The North Dakota Lewis and Clark Interpretive Center, operated by the State Historical Society of North Dakota, interprets the history of the Lewis and Clark Expedition. It focuses on the winter of 1804–1805, which they spent at Fort Mandan, a post they built near a Mandan village. The center was opened in 1997 and overlooks the Missouri River on the outskirts of Washburn, North Dakota (38 miles north of Bismarck, North Dakota's capital), the center opened in 1997. It is located about two miles from the reconstructed Fort Mandan.

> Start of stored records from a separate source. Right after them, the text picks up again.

//! Wellness forest trainer - deterministic offline random-forest training
//!
//! Loads labelled CSV datasets, splits them reproducibly and grows Gini
//! CART ensembles whose output is consumed by `wellness-forest-core`.

pub mod cart;
pub mod dataset;
pub mod deterministic;
pub mod errors;
pub mod trainer;

pub use cart::{CartBuilder, TreeConfig};
pub use dataset::{Dataset, FeatureStats};
pub use deterministic::{derive_seed, LcgRng, SplitTieBreaker};
pub use errors::TrainerError;
pub use trainer::{ForestParams, ForestTrainer, MaxFeatures};

/// Library version
pub const VERSION: &str = env!("CARGO_PKG_VERSION");
//! Error types for the forest core

use thiserror::Error;

/// Errors raised while scaling, scoring or explaining a sample
#[derive(Error, Debug)]
pub enum ModelError {
    /// Input vector does not match the fitted feature schema
    #[error("schema mismatch: expected {expected} features, got {found}")]
    SchemaMismatch { expected: usize, found: usize },

    /// Input record lacks a feature the model was trained on
    #[error("missing feature `{0}`")]
    MissingFeature(String),

    /// Feature has zero variance and the scaler was told to reject it
    #[error("feature `{0}` has zero variance")]
    DegenerateFeature(String),

    /// Invalid model or scaler parameters
    #[error("invalid parameters: {0}")]
    InvalidParameters(String),

    /// Model validation failed
    #[error("model validation failed: {0}")]
    ValidationFailed(String),

    /// Serialization error
    #[error("serialization error: {0}")]
    Serialization(#[from] serde_json::Error),

    /// Canonical serialization error
    #[error("canonical serialization error: {0}")]
    Canonical(#[from] crate::serde_canon::CanonicalError),
}

/// Result type for forest core operations
pub type Result<T> = std::result::Result<T, ModelError>;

The center also interprets other aspects of North Dakota history, including the farming-based cultures of the Mandan and Hidatsa Native American nations, the fur trade at Fort Clark Trading Post State Historic Site, the 1830s expedition by Prince Maximilian of Wied-Neuwied through the area, and the later development of agriculture in the state.

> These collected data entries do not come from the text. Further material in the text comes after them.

//! Deterministic utilities for reproducible training
//!
//! Provides an LCG-based RNG, deterministic seed derivation and
//! tie-breaking so identical inputs always produce identical forests.

use std::num::Wrapping;

/// Linear Congruential Generator for deterministic pseudo-randomness
///
/// 64-bit state with Knuth's MMIX constants; outputs come from the high
/// bits, which have far longer periods than the low ones.
#[derive(Clone, Debug)]
pub struct LcgRng {
    state: Wrapping<u64>,
}

impl LcgRng {
    const MULTIPLIER: u64 = 6364136223846793005;
    const INCREMENT: u64 = 1442695040888963407;

    pub fn new(seed: u64) -> Self {
        let mut rng = Self {
            state: Wrapping(seed),
        };
        // Decorrelate nearby seeds.
        rng.next_u32();
        rng
    }

    /// Next 32 random bits
    pub fn next_u32(&mut self) -> u32 {
        self.state = self.state * Wrapping(Self::MULTIPLIER) + Wrapping(Self::INCREMENT);
        (self.state.0 >> 32) as u32
    }

    /// Random value in range [0, max)
    pub fn next_range(&mut self, max: usize) -> usize {
        if max == 0 {
            return 0;
        }
        ((self.next_u32() as u64 * max as u64) >> 32) as usize
    }

    /// Fisher-Yates shuffle
    pub fn shuffle<T>(&mut self, items: &mut [T]) {
        for i in (1..items.len()).rev() {
            let j = self.next_range(i + 1);
            items.swap(i, j);
        }
    }
}

/// Derive an independent seed for stream `index` of a base seed
pub fn derive_seed(seed: u64, index: u64) -> u64 {
    const PRIME1: u64 = 0x9E3779B185EBCA87;
    const PRIME2: u64 = 0xC2B2AE3D27D4EB4F;
    const PRIME3: u64 = 0x165667B19E3779F9;
    const PRIME5: u64 = 0x85EBCA77C2B2AE63;

    let mut h = seed.wrapping_add(PRIME5);
    h = h.wrapping_add(index.wrapping_mul(PRIME3));
    h = h.rotate_left(17).wrapping_mul(PRIME2);

    h ^= h >> 33;
    h = h.wrapping_mul(PRIME1);
    h ^= h >> 29;
    h = h.wrapping_mul(PRIME2);
    h ^= h >> 32;

    h
}

/// Deterministic tie-breaker for split selection
/// Returns consistent ordering based on (feature_idx, position, node_id)
#[derive(Debug, Clone, Copy, PartialEq, Eq, PartialOrd, Ord)]
pub struct SplitTieBreaker {
    pub feature_idx: usize,
    /// Number of distinct values at or below the threshold
    pub position: usize,
    pub node_id: usize,
}

impl SplitTieBreaker {
    pub fn new(feature_idx: usize, position: usize, node_id: usize) -> Self {
        Self {
            feature_idx,
            position,
            node_id,
        }
    }
}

The center also includes a museum store, temporary exhibits, an events facility, and a research library. It is attached to a highway rest stop serving Highways 83 and 200A. There are images on display by Karl Bodmer, a Swiss artist who traveled to North Dakota in 1833 with Prince Alexander Maximilian of Wied, Germany.

Fort Mandan has been reconstructed. This small fort was the Corps of Discovery's wintering post from 1804 to 1805. The interpretive staff offers tours of the fort from April–September, as well as daily interpretive programs.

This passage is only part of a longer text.